On Behalf of | Apr 4, 2022 | Probate & Estate Litigation |

The death of a close friend or loved one is almost always a sad event. Occasionally, the sadness is increased by the unfavorable reaction of one or more potential heirs to one of the terms in the will. Perhaps the deceased person omitted a relative completely from the bequests in the will or one or more bequests were less than the heir was expecting. Because the maker of the will is no longer available to make amendments to the will, the only practical alternative is to file a will contest in the district court having jurisdiction over the administration of the will.

What is a will contest?

A will contest is a lawsuit that seeks to have either a single term or the entire will declared invalid. If the contest succeeds, the court will treat the matter as if the decedent had died without a will. Will contests are difficult to win, but a survey of the various grounds for invalidating a wiil can offer a person a sense of the likelihood of obtaining such relief.

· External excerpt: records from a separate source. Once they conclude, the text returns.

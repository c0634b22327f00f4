//! The source consulted when a word is not stored yet.

use std::collections::HashSet;

use async_trait::async_trait;

use crate::model::{Annotation, LanguageCode, LanguageSelector, LexicalRecord};

mod google_translate;
mod webdriver;

pub use google_translate::GoogleTranslateSource;

/// A best-effort source of lexical records.
///
/// Failing to fetch a record is not an error: timeouts, navigation failures and pages without data
/// all result in `None`.
#[async_trait]
pub trait ExternalLexicalSource: Send + Sync {
    async fn get(
        &self,
        word: &str,
        source_language: &LanguageSelector,
        target_language: &LanguageCode,
    ) -> Option<LexicalRecord>;
}

/// The texts of the elements found on a translation page, per element class, in page order.
#[derive(Debug, Clone, Default, PartialEq, Eq)]
pub struct PageTexts {
    pub translations: Vec<String>,
    pub synonyms: Vec<String>,
    pub examples: Vec<String>,
}

/// Turn the texts found on a translation page into a record.
///
/// The first translation becomes the only definition, the remaining distinct translations become translations.
/// Returns `None` if the page holds no translation at all.
pub fn extract_record(
    word: &str,
    source_language: &LanguageSelector,
    target_language: &LanguageCode,
    page_texts: PageTexts,
) -> Option<LexicalRecord> {
    let mut translations = distinct_texts(page_texts.translations).into_iter();
    let definition = translations.next()?;

    let annotations = |texts: Vec<String>| {
        texts
            .into_iter()
            .map(|text| Annotation::new(target_language.clone(), text))
            .collect::<Vec<_>>()
    };

    let mut record = LexicalRecord::new(word, source_language.clone());
    record.definitions = Some(annotations(vec![definition]));
    record.translations = Some(annotations(translations.collect()));
    record.synonyms = Some(annotations(distinct_texts(page_texts.synonyms)));
    record.examples = Some(annotations(distinct_texts(page_texts.examples)));
    Some(record)
}

/// Trim the texts and drop empty texts and repetitions, keeping the first occurrence of each text.
fn distinct_texts(texts: Vec<String>) -> Vec<String> {
    let mut seen = HashSet::new();
    texts
        .into_iter()
        .map(|text| text.trim().to_owned())
        .filter(|text| !text.is_empty() && seen.insert(text.clone()))
        .collect()
}

#[cfg(test)]
mod tests {
    use super::{distinct_texts, extract_record, PageTexts};
    use crate::model::{Annotation, LanguageCode, LanguageSelector};

    fn texts(texts: &[&str]) -> Vec<String> {
        texts.iter().map(|text| text.to_string()).collect()
    }

    fn spanish(texts: &[&str]) -> Option<Vec<Annotation>> {
        let language = LanguageCode::new("es").unwrap();
        Some(
            texts
                .iter()
                .map(|text| Annotation::new(language.clone(), *text))
                .collect(),
        )
    }

    #[test]
    fn test_distinct_texts() {
        assert_eq!(
            distinct_texts(texts(&["b", "a", " b ", "", "  ", "c", "a"])),
            texts(&["b", "a", "c"])
        );
    }

    #[test]
    fn test_extract_record() {
        let source_language: LanguageSelector = "en".parse().unwrap();
        let target_language = LanguageCode::new("es").unwrap();

        let record = extract_record(
            "apple",
            &source_language,
            &target_language,
            PageTexts {
                translations: texts(&["manzana", "manzana", "poma", "manzana", "pero"]),
                synonyms: texts(&["fruta", "fruta"]),
                examples: texts(&["una manzana roja"]),
            },
        )
        .unwrap();

        assert_eq!(record.word, "apple");
        assert_eq!(record.language, source_language);
        assert_eq!(record.definitions, spanish(&["manzana"]));
        assert_eq!(record.translations, spanish(&["poma", "pero"]));
        assert_eq!(record.synonyms, spanish(&["fruta"]));
        assert_eq!(record.examples, spanish(&["una manzana roja"]));
    }

    #[test]
    fn test_missing_categories_are_empty() {
        let record = extract_record(
            "apple",
            &LanguageSelector::Any,
            &LanguageCode::new("es").unwrap(),
            PageTexts {
                translations: texts(&["manzana"]),
                ..PageTexts::default()
            },
        )
        .unwrap();

        assert_eq!(record.definitions, spanish(&["manzana"]));
        assert_eq!(record.translations, spanish(&[]));
        assert_eq!(record.synonyms, spanish(&[]));
        assert_eq!(record.examples, spanish(&[]));
    }

    #[test]
    fn test_no_translation_means_no_record() {
        let record = extract_record(
            "qwxz",
            &LanguageSelector::Any,
            &LanguageCode::new("es").unwrap(),
            PageTexts {
                translations: texts(&["", " "]),
                synonyms: texts(&["something"]),
                examples: Vec::new(),
            },
        );

        assert_eq!(record, None);
    }
}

The grounds for invalidating a will

Every state, including Georgia, has rigorous rules for holding that a will is valid.

  • The first rule concerns what are usually called the “formalities.” Every will must be signed by the maker of the will. The actual signing of the will must be witnessed by at least two persons who are competent to testify that the will was properly signed. Each witness must sign the will in the presence of the other witness. The failure to honor the formalities will almost aways cause a will to be declared to be invalid.
  • A second important ground for declaring a will to be invalid is what is called “lack of testamentary capacity. The maker of the will must have the mental capacity at the time of signing to understand the purpose and effect of the will. In Georgia, testamentary capacity is defined as the “decided and rational desire” on the part of the maker of the will to use the will to dispose of his or her property. Proving lack of testamentary capacity can be very difficult; such proof usually requires testimony from a physician who treated the testator before the will was signed.
  • A third important reason for invalidating a will is proof that one or more heirs exercised undue influence over the testator before or at the time the will was signed. Undue influence generally requires proof that one or more heirs had a uniquely close and personal relationship with the testator. The final reason that wills can be declared invalid is proof that the will or a particular bequest was procured by fraud. A typical example of such fraud is a statement by a prospective heir to care for the testator or one of the testator’s children. The fraudulent statement must concern a material fact and be intended to be false.

Will contests are typically difficult to win. Anyone contemplating such a step may wish to consult a lawyer with experience in will contests for an evaluation of the evidence and an opinion about the likelihood of prevailing.